勇者に敗北した魔王様は返り咲くために魔物ギルドを作ることにしました。

 この作品は物語としてとてもよく作りこまれている。しっかり練られたストーリーの元でキャラクターがその物語の核心に向かってゆく点は非常に好感が持てる。

 魔王が勇者に負けるが、分魂しておいた別個体から徐々に力を取り戻してゆく魔王の物語だ。最初はコミカルに冒険を描いているギャグマンガだが、力を回復してゆく過程で王となにか・悪と正義とはなにかといった人間劇・バトル漫画に変ってゆく。そして、実験として存在する勇者の意味や世界を構成している常識は作為的なものであり、魔王に封じられた記憶に隠された秘密を徐々に明かしてゆく作品構成はとても面白い。

 また、各パートを無駄にしない点は非常に好印象だ。例えば、寄り道として突然筋トレが始まるシーンがある。なんでやねん!と思うが、筋肉は世界を救うのだろう。しかし、ボディビルディング(挫折)するおふざけパートで終始するのではなく、しっかりと何故筋トレをするのかを問いかけて、他人の価値について考えている。

 こういった読者を引き込む問いかけや世界観の説明を楽しく読み進められて、作画もどんどん気合が入ってゆくので、バトル漫画に変化していってもほとんど違和感なく読めるのはなかなかの名作だと思った。
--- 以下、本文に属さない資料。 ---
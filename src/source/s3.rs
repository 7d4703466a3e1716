//! S3 object source
//!
//! Streams objects out of AWS S3 or an S3-compatible service. Listings page
//! through `ListObjectsV2` lazily, one request per page.

use super::error::{SourceError, SourceResult};
use super::{ObjectDescriptor, ObjectSource, ObjectStream, SourceObject};
use async_trait::async_trait;
use aws_config::meta::region::RegionProviderChain;
use aws_config::BehaviorVersion;
use aws_sdk_s3::config::Region;
use aws_sdk_s3::error::DisplayErrorContext;
use aws_sdk_s3::Client as AwsS3Client;
use futures::stream::{self, StreamExt};

use crate::config::MigrationConfig;

const DEFAULT_CONTENT_TYPE: &str = "application/octet-stream";

/// S3 source adapter
///
/// # Example
///
/// ```no_run
/// use dstore_migrate::config::MigrationConfig;
/// use dstore_migrate::source::{ObjectSource, S3Source};
///
/// #[tokio::main]
/// async fn main() -> Result<(), Box<dyn std::error::Error>> {
///     let mut config = MigrationConfig::new("allocation-id");
///     config.region = Some("us-east-1".to_string());
///
///     let source = S3Source::new(&config).await;
///     for bucket in source.list_containers().await? {
///         println!("{}", bucket);
///     }
///     Ok(())
/// }
/// ```
#[derive(Clone)]
pub struct S3Source {
    client: AwsS3Client,
}

impl S3Source {
    /// Build a region-aware client from the migration configuration
    ///
    /// Credentials come from the default AWS provider chain.
    pub async fn new(config: &MigrationConfig) -> Self {
        let region_provider = match &config.region {
            Some(region) => RegionProviderChain::first_try(Region::new(region.clone())),
            None => RegionProviderChain::default_provider(),
        };

        let aws_config = aws_config::defaults(BehaviorVersion::latest())
            .region(region_provider)
            .load()
            .await;

        let mut builder = aws_sdk_s3::config::Builder::from(&aws_config);
        if let Some(endpoint) = &config.endpoint {
            builder = builder.endpoint_url(endpoint);
        }
        if config.force_path_style {
            builder = builder.force_path_style(true);
        }

        Self {
            client: AwsS3Client::from_conf(builder.build()),
        }
    }

    /// Wrap an already configured SDK client
    pub fn from_client(client: AwsS3Client) -> Self {
        Self { client }
    }
}

#[async_trait]
impl ObjectSource for S3Source {
    async fn list_containers(&self) -> SourceResult<Vec<String>> {
        let output = self
            .client
            .list_buckets()
            .send()
            .await
            .map_err(|e| SourceError::service("ListBuckets", DisplayErrorContext(&e)))?;

        Ok(output
            .buckets()
            .iter()
            .filter_map(|b| b.name().map(str::to_string))
            .collect())
    }

    fn list_objects(&self, container: &str, prefix: Option<&str>) -> ObjectStream {
        let client = self.client.clone();
        let bucket = container.to_string();
        let prefix = prefix.map(str::to_string);

        // State: Some(token) while pages remain; the inner None is the first page
        stream::unfold(Some(None::<String>), move |token_state| {
            let client = client.clone();
            let bucket = bucket.clone();
            let prefix = prefix.clone();

            async move {
                let token = token_state?;

                let mut request = client.list_objects_v2().bucket(&bucket);
                if let Some(ref p) = prefix {
                    request = request.prefix(p);
                }
                if let Some(ref t) = token {
                    request = request.continuation_token(t);
                }

                let response = match request.send().await {
                    Ok(r) => r,
                    Err(e) => {
                        let err = SourceError::service(
                            format!("ListObjectsV2 on '{}'", bucket),
                            DisplayErrorContext(&e),
                        );
                        return Some((stream::once(async move { Err(err) }).boxed(), None));
                    }
                };

                let page: Vec<SourceResult<ObjectDescriptor>> = response
                    .contents()
                    .iter()
                    .filter_map(|object| {
                        object.key().map(|key| {
                            Ok(ObjectDescriptor {
                                container: bucket.clone(),
                                key: key.to_string(),
                                size: object.size().unwrap_or(0).max(0) as u64,
                                content_type: None,
                            })
                        })
                    })
                    .collect();

                let next = if response.is_truncated().unwrap_or(false) {
                    response
                        .next_continuation_token()
                        .map(|t| Some(t.to_string()))
                } else {
                    None
                };

                Some((stream::iter(page).boxed(), next))
            }
        })
        .flatten()
        .boxed()
    }

    async fn open_object(&self, container: &str, key: &str) -> SourceResult<SourceObject> {
        let output = self
            .client
            .get_object()
            .bucket(container)
            .key(key)
            .send()
            .await
            .map_err(|e| match e.as_service_error() {
                Some(service) if service.is_no_such_key() => SourceError::NotFound {
                    container: container.to_string(),
                    key: key.to_string(),
                },
                _ => SourceError::service("GetObject", DisplayErrorContext(&e)),
            })?;

        let size = output.content_length().unwrap_or(0).max(0) as u64;
        let content_type = output
            .content_type()
            .unwrap_or(DEFAULT_CONTENT_TYPE)
            .to_string();

        Ok(SourceObject {
            reader: Box::new(output.body.into_async_read()),
            size,
            content_type,
        })
    }

    async fn delete_object(&self, container: &str, key: &str) -> SourceResult<()> {
        self.client
            .delete_object()
            .bucket(container)
            .key(key)
            .send()
            .await
            .map_err(|e| SourceError::service("DeleteObject", DisplayErrorContext(&e)))?;
        Ok(())
    }

    fn source_name(&self) -> &str {
        "s3"
    }
}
 しかし、悪い点もある。キャラが薄いという点だ。例えば、主人公魔王の存在だ。物語の核心が彼の記憶に隠されており、それを暴いてゆく都合上主人公と我々読者の視線が同じになる。それなら、魔王様はもっと弱くしてもいいし、失敗があっていいと思う。強く感情を表に出してああだこうだ言ってもいい。しかし、手痛い撤退も敗北の苦痛もなく物語が進むので、なんとなく作品に入り込めない。それを補うために家臣や仲間たちが頑張るけど最後は魔王様頼りになってしまうのは残念だ。
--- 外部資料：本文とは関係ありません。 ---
//! Bounded dispatcher
//!
//! Admits work items into concurrent tokio tasks, never more than the
//! configured maximum at once. A slot is claimed by awaiting a semaphore permit
//! and released when the task's [`Slot`] guard drops, so a failing or panicking
//! task still frees it. [`Dispatcher::run`] drains every launched task before
//! returning.

use std::future::Future;
use std::sync::atomic::{AtomicUsize, Ordering};
use std::sync::Arc;
use tokio::sync::{OwnedSemaphorePermit, Semaphore};
use tokio::task::{JoinError, JoinSet};
use tracing::{debug, error};

/// Counters shared by every task of one dispatch
#[derive(Debug, Default)]
pub struct DispatchState {
    max: usize,
    in_flight: AtomicUsize,
    peak: AtomicUsize,
    launched: AtomicUsize,
    completed: AtomicUsize,
}

impl DispatchState {
    fn new(max: usize) -> Self {
        Self {
            max,
            ..Self::default()
        }
    }

    /// Configured cap; 0 means unbounded
    pub fn max(&self) -> usize {
        self.max
    }

    pub fn in_flight(&self) -> usize {
        self.in_flight.load(Ordering::SeqCst)
    }

    pub fn peak(&self) -> usize {
        self.peak.load(Ordering::SeqCst)
    }

    pub fn launched(&self) -> usize {
        self.launched.load(Ordering::SeqCst)
    }

    pub fn completed(&self) -> usize {
        self.completed.load(Ordering::SeqCst)
    }
}

/// A claimed unit of dispatch concurrency
///
/// The in-flight gauge is decremented before the permit itself is returned.
pub struct Slot {
    state: Arc<DispatchState>,
    _permit: Option<OwnedSemaphorePermit>,
}

impl Slot {
    fn claim(state: Arc<DispatchState>, permit: Option<OwnedSemaphorePermit>) -> Self {
        let current = state.in_flight.fetch_add(1, Ordering::SeqCst) + 1;
        state.peak.fetch_max(current, Ordering::SeqCst);
        state.launched.fetch_add(1, Ordering::SeqCst);
        Self {
            state,
            _permit: permit,
        }
    }
}

impl Drop for Slot {
    fn drop(&mut self) {
        self.state.in_flight.fetch_sub(1, Ordering::SeqCst);
        self.state.completed.fetch_add(1, Ordering::SeqCst);
    }
}

/// Results of one [`Dispatcher::run`]
#[derive(Debug)]
pub struct DispatchSummary<T> {
    /// Values returned by tasks that ran to completion, in completion order
    pub outcomes: Vec<T>,

    /// Tasks that panicked or were cancelled
    pub panicked: usize,
}

impl<T> DispatchSummary<T> {
    fn new() -> Self {
        Self {
            outcomes: Vec::new(),
            panicked: 0,
        }
    }

    fn collect(&mut self, joined: std::result::Result<T, JoinError>) {
        match joined {
            Ok(value) => self.outcomes.push(value),
            Err(e) => {
                error!(error = %e, "transfer task did not complete");
                self.panicked += 1;
            }
        }
    }
}

/// Runs work items with at most `max` in flight
pub struct Dispatcher {
    limit: Option<Arc<Semaphore>>,
    state: Arc<DispatchState>,
}

impl Dispatcher {
    /// Create a dispatcher; `max == 0` disables the cap
    pub fn new(max: usize) -> Self {
        let limit = match max {
            0 => None,
            n => Some(Arc::new(Semaphore::new(n.min(Semaphore::MAX_PERMITS)))),
        };

        Self {
            limit,
            state: Arc::new(DispatchState::new(max)),
        }
    }

    pub fn state(&self) -> Arc<DispatchState> {
        self.state.clone()
    }

    /// Wait for a free slot
    async fn admit(&self) -> Option<Slot> {
        let permit = match &self.limit {
            Some(semaphore) => match semaphore.clone().acquire_owned().await {
                Ok(permit) => Some(permit),
                Err(_) => return None,
            },
            None => None,
        };
        Some(Slot::claim(self.state.clone(), permit))
    }

    /// Launch `work` for each item in production order and wait for all of them
    ///
    /// Admission blocks while every slot is taken. Finished tasks are reaped as
    /// admission proceeds; the remainder are awaited before returning.
    pub async fn run<I, F, Fut, T>(&self, items: I, work: F) -> DispatchSummary<T>
    where
        I: IntoIterator,
        F: Fn(I::Item) -> Fut,
        Fut: Future<Output = T> + Send + 'static,
        T: Send + 'static,
    {
        let mut tasks = JoinSet::new();
        let mut summary = DispatchSummary::new();

        for item in items {
            let Some(slot) = self.admit().await else {
                error!("dispatch semaphore closed, no further items admitted");
                break;
            };
            debug!(
                in_flight = self.state.in_flight(),
                max = self.state.max(),
                "slot admitted"
            );

            let task = work(item);
            tasks.spawn(async move {
                let _slot = slot;
                task.await
            });

            while let Some(joined) = tasks.try_join_next() {
                summary.collect(joined);
            }
        }

        while let Some(joined) = tasks.join_next().await {
            summary.collect(joined);
        }

        summary
    }
}

#[cfg(test)]
mod tests {
    use super::*;
    use crate::logging::init_test_logging;
    use std::time::Duration;

    #[tokio::test(flavor = "multi_thread", worker_threads = 4)]
    async fn test_in_flight_never_exceeds_max() {
        init_test_logging();
        let dispatcher = Dispatcher::new(3);
        let state = dispatcher.state();

        let summary = dispatcher
            .run(0..20u64, |i| {
                let state = state.clone();
                async move {
                    assert!(state.in_flight() <= 3);
                    tokio::time::sleep(Duration::from_millis(5 + i % 4)).await;
                    i
                }
            })
            .await;

        assert_eq!(summary.outcomes.len(), 20);
        assert_eq!(summary.panicked, 0);
        assert!(state.peak() <= 3);
        assert!(state.peak() >= 1);
    }

    #[tokio::test]
    async fn test_barrier_waits_for_all_tasks() {
        init_test_logging();
        let dispatcher = Dispatcher::new(2);
        let state = dispatcher.state();

        let summary = dispatcher
            .run(0..6u64, |i| async move {
                tokio::time::sleep(Duration::from_millis(10)).await;
                i * 2
            })
            .await;

        assert_eq!(state.launched(), 6);
        assert_eq!(state.completed(), 6);
        assert_eq!(state.in_flight(), 0);

        let mut values = summary.outcomes;
        values.sort_unstable();
        assert_eq!(values, vec![0, 2, 4, 6, 8, 10]);
    }

    #[tokio::test]
    async fn test_panicking_task_releases_slot() {
        init_test_logging();
        let dispatcher = Dispatcher::new(1);
        let state = dispatcher.state();

        let summary = dispatcher
            .run(0..3u32, |i| async move {
                if i == 0 {
                    panic!("boom");
                }
                i
            })
            .await;

        assert_eq!(summary.panicked, 1);
        assert_eq!(summary.outcomes.len(), 2);
        assert_eq!(state.completed(), 3);
        assert_eq!(state.in_flight(), 0);
    }

    #[tokio::test]
    async fn test_zero_max_is_unbounded() {
        let dispatcher = Dispatcher::new(0);
        let state = dispatcher.state();
        let gate = Arc::new(tokio::sync::Barrier::new(8));

        let summary = dispatcher
            .run(0..8usize, |i| {
                let gate = gate.clone();
                async move {
                    gate.wait().await;
                    i
                }
            })
            .await;

        assert_eq!(summary.outcomes.len(), 8);
        assert_eq!(state.peak(), 8);
        assert_eq!(state.max(), 0);
    }

    #[tokio::test]
    async fn test_empty_input() {
        let dispatcher = Dispatcher::new(4);
        let summary = dispatcher.run(Vec::<u8>::new(), |i| async move { i }).await;
        assert!(summary.outcomes.is_empty());
        assert_eq!(dispatcher.state().launched(), 0);
    }
}
/*!
 * dstore-migrate - streaming object store migration
 *
 * Moves objects from an S3-compatible source into a content store allocation:
 * - Streams every object without staging it on local disk
 * - Resumes earlier runs by comparing destination sizes
 * - Bounds the number of simultaneous transfers
 * - Optionally commits metadata and removes migrated source objects
 */

pub mod config;
pub mod destination;
pub mod error;
pub mod logging;
pub mod migrate;
pub mod source;

// Re-export commonly used types
pub use config::{MigrationConfig, WhoPays};
pub use destination::{ContentStore, LocalStore, MemoryStore};
pub use error::{MigrateError, Result};
pub use migrate::{MigrationReport, Migrator};
pub use source::{MemorySource, ObjectSource};

#[cfg(feature = "s3-native")]
pub use source::S3Source;

/// Library version
pub const VERSION: &str = env!("CARGO_PKG_VERSION");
 また、主人公の初期キャラ造形があっさりしすぎているものもったいないと思う。この作品は物語とバトルを売りにしているのだから、そう言ったキャラ構成でいいかもしれないが、1巻の表紙を見て買おうとは思わない。物語を推した表紙にすべきなんじゃないかと思う。他のなろう系はおっぱいで釣ったり、童話のような表紙にして盛り上げているのに、青系の色で骨顔の小人が杖を持っている絵では客を引けない。比較として、平和の国の島崎へは同じように地味な主人公であるが、その1巻は強い視線と白地に赤でその赤の中に紛争があり、見た瞬間になんだろう?と手に取りたくなるデザインになっている。作者というより、OKを出した編集がアホなのかもしれない。徐々に物語が盛り上がってゆき、作画もガチめになって面白くなってゆくから読者は脱落率は低いはずなので、はじめの客引きが大切なんだなぁなんて思った。そういったボタンの掛け違いがもったいない。

 

まとめ

 最近はネットで漫画を買ってスマホで見るのが当たり前になった。読書形式が変わることで様々な作品に簡単にアクセス出来て楽しいが、作る側の競争はものすごいことになっている。ファンが一定数確保できるなろう系小説原作の漫画が多くなっているもの一つの特徴だろう。

 そんな中で巻数が出ているものはやはりそれなりに面白いけど、話が進むとその面白さが続かないものが非常に多くなる点が最近の作品(ネット刊行型)に多いと感じた。

 はじめにビュー数が確保できないと打ち切られてしまったり、商売にならないから作者が折れてしまうからかもしれないが、もう少し練った話が読みたい人にはネット漫画はちょっと合わない点は注意したほうがいいと思った。

 なんだかんだで週刊誌、月刊誌が刊行する作品は編集もがっちりしているので、安定を取るならそっちなんだろうな。

 

終わりに

 偉そうに講釈を垂れたけど、作品を作ることはとても大変なのはわかっているので、作品を世に出してくれた作者様には感謝しないといけない。